Dataset items:
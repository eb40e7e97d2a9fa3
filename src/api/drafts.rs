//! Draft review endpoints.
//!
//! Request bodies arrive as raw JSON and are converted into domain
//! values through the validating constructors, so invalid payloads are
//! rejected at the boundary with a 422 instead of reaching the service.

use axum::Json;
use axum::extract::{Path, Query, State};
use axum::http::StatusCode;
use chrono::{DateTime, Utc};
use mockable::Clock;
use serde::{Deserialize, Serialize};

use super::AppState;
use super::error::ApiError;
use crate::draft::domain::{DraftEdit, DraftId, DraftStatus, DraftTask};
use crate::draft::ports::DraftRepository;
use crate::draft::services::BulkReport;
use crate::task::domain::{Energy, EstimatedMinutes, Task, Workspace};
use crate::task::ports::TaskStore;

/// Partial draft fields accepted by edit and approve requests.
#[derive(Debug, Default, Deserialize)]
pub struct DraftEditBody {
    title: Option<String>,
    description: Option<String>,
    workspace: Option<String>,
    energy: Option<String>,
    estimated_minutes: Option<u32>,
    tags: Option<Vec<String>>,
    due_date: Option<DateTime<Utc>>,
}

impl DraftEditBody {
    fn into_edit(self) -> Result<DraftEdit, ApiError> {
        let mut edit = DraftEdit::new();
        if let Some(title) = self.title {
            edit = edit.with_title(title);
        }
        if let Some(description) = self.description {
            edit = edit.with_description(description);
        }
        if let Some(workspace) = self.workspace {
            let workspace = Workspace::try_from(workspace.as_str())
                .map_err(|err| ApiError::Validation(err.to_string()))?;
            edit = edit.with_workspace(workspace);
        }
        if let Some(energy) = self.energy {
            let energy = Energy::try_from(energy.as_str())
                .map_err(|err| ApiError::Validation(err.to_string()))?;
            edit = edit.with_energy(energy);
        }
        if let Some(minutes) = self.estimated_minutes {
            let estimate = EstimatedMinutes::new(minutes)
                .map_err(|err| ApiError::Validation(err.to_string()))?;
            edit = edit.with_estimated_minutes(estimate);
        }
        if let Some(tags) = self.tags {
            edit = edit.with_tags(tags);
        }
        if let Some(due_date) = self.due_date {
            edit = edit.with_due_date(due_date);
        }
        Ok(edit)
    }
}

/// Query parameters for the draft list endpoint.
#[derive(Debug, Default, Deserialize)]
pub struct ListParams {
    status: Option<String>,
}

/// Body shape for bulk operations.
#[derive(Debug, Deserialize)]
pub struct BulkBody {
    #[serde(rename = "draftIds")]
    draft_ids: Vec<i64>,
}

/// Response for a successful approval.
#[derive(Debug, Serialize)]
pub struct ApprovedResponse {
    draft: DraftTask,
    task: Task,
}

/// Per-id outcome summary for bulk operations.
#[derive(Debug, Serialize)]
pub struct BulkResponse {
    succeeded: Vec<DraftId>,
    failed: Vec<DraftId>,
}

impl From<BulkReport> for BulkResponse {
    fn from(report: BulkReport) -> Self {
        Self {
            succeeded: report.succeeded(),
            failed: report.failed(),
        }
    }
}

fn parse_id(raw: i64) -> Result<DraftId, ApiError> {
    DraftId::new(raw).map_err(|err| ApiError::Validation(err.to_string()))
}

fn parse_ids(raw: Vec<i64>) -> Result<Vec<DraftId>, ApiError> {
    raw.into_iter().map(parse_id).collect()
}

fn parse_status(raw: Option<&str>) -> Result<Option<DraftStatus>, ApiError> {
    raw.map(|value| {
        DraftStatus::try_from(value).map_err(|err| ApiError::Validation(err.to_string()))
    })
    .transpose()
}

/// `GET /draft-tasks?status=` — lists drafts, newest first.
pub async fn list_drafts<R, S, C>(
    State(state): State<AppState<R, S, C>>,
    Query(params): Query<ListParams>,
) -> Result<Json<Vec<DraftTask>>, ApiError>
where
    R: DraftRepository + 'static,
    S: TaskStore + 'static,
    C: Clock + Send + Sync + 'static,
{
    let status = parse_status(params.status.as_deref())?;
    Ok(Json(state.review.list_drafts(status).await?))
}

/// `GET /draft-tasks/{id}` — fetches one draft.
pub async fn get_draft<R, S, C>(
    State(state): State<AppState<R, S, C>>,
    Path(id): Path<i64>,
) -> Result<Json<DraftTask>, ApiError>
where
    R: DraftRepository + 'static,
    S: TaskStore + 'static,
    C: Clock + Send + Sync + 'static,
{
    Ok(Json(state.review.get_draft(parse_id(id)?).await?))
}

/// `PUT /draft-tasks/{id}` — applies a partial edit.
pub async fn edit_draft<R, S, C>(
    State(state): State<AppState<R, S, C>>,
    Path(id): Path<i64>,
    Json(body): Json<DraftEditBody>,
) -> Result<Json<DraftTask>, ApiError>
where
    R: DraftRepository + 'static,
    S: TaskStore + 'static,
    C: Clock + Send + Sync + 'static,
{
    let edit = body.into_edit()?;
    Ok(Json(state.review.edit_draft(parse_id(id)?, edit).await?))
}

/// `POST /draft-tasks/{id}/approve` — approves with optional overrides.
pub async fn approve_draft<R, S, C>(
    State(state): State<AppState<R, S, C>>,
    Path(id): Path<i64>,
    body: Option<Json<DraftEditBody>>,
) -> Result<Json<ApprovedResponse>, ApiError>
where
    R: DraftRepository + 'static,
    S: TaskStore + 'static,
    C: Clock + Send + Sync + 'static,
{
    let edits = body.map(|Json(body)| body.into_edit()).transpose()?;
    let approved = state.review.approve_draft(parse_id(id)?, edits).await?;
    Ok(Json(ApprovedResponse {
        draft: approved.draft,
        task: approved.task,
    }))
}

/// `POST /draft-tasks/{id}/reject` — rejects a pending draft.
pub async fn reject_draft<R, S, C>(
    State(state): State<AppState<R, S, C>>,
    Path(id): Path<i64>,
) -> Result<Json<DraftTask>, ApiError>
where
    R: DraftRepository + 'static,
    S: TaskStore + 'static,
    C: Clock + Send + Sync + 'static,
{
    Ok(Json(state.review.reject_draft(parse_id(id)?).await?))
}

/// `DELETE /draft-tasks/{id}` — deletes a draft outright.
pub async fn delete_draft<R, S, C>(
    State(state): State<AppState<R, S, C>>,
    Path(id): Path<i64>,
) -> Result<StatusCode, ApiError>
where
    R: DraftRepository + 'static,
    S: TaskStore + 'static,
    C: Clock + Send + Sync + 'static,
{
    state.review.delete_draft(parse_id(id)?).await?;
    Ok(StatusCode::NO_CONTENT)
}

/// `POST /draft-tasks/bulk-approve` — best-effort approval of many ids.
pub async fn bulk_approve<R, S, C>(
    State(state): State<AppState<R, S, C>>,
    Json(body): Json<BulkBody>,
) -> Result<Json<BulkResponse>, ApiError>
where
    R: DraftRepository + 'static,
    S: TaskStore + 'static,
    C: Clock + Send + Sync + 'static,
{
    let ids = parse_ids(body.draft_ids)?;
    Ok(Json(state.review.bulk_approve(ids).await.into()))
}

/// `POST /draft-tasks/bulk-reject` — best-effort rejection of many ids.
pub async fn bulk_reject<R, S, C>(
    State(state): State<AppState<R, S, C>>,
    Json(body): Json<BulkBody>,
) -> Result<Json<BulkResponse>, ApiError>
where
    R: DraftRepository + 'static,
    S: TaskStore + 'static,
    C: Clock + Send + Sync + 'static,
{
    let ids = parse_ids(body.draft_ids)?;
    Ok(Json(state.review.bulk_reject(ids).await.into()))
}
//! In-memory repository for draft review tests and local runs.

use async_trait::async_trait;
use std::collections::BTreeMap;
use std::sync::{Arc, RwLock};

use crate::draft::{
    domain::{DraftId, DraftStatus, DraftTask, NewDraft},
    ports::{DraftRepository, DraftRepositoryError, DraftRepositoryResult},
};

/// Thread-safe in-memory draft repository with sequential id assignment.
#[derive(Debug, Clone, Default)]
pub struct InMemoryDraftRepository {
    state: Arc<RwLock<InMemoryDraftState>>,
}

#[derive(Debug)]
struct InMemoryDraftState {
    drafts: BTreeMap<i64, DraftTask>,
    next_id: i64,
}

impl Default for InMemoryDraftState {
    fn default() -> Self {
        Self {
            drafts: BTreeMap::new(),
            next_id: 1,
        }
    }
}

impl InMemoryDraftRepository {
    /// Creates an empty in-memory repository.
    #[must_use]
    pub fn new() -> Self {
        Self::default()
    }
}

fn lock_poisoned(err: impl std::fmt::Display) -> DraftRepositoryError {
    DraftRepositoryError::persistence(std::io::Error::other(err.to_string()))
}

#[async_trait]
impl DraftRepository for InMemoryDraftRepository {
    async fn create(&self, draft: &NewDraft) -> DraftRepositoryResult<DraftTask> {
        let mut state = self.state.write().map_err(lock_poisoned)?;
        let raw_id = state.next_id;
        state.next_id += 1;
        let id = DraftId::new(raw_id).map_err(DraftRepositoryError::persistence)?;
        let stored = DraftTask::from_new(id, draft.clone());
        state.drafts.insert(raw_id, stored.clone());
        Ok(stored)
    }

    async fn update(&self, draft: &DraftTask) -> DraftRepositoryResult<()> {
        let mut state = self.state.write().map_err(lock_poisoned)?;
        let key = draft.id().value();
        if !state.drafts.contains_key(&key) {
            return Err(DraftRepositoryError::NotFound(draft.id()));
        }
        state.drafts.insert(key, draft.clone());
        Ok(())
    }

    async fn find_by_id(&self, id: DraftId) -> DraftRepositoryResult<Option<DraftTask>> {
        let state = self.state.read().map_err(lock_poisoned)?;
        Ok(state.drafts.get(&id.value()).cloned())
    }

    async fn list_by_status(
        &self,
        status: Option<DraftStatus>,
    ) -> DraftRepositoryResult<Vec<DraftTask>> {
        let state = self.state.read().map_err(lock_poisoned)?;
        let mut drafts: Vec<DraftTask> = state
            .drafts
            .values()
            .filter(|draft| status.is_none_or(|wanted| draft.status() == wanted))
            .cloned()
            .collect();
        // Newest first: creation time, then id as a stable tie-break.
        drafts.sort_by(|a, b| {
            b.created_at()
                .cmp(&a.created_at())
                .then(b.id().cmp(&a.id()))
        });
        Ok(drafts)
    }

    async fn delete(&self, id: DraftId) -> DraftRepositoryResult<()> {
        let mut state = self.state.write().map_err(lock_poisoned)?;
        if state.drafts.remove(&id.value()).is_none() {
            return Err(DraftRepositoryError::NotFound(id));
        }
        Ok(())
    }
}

▸ **What you will do**
When a line among the entries contains "Query", pull that line out.

▸ **Problem solution**
use axum::extract::{Path, Query, State};
/// Query parameters for the draft list endpoint.
    Query(params): Query<ListParams>,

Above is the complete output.